> [Requirement] Determine how many lines of the data below contain "ByteArrayCodec", then give only that number.

....

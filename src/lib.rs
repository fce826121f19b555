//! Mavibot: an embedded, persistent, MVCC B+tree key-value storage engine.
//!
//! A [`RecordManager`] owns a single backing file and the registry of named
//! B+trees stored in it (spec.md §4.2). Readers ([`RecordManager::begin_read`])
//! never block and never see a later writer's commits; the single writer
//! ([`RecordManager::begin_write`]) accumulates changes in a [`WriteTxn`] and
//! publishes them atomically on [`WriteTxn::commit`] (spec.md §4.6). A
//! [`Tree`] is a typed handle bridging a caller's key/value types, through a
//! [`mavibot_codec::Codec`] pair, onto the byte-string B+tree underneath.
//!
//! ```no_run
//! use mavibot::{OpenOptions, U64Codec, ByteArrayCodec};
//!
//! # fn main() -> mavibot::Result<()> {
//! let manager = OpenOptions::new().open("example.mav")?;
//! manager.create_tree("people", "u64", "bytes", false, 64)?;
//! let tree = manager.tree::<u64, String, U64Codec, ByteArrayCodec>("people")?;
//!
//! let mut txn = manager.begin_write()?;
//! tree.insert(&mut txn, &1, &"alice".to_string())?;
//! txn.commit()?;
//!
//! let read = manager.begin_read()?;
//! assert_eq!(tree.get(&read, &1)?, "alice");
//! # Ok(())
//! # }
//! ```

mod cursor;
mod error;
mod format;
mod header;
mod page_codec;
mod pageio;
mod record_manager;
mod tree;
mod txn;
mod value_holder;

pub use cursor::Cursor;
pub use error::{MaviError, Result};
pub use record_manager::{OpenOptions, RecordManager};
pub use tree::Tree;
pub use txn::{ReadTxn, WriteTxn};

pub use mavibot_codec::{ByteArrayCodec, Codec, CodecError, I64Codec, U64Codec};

....

> [Response to the exercise] 3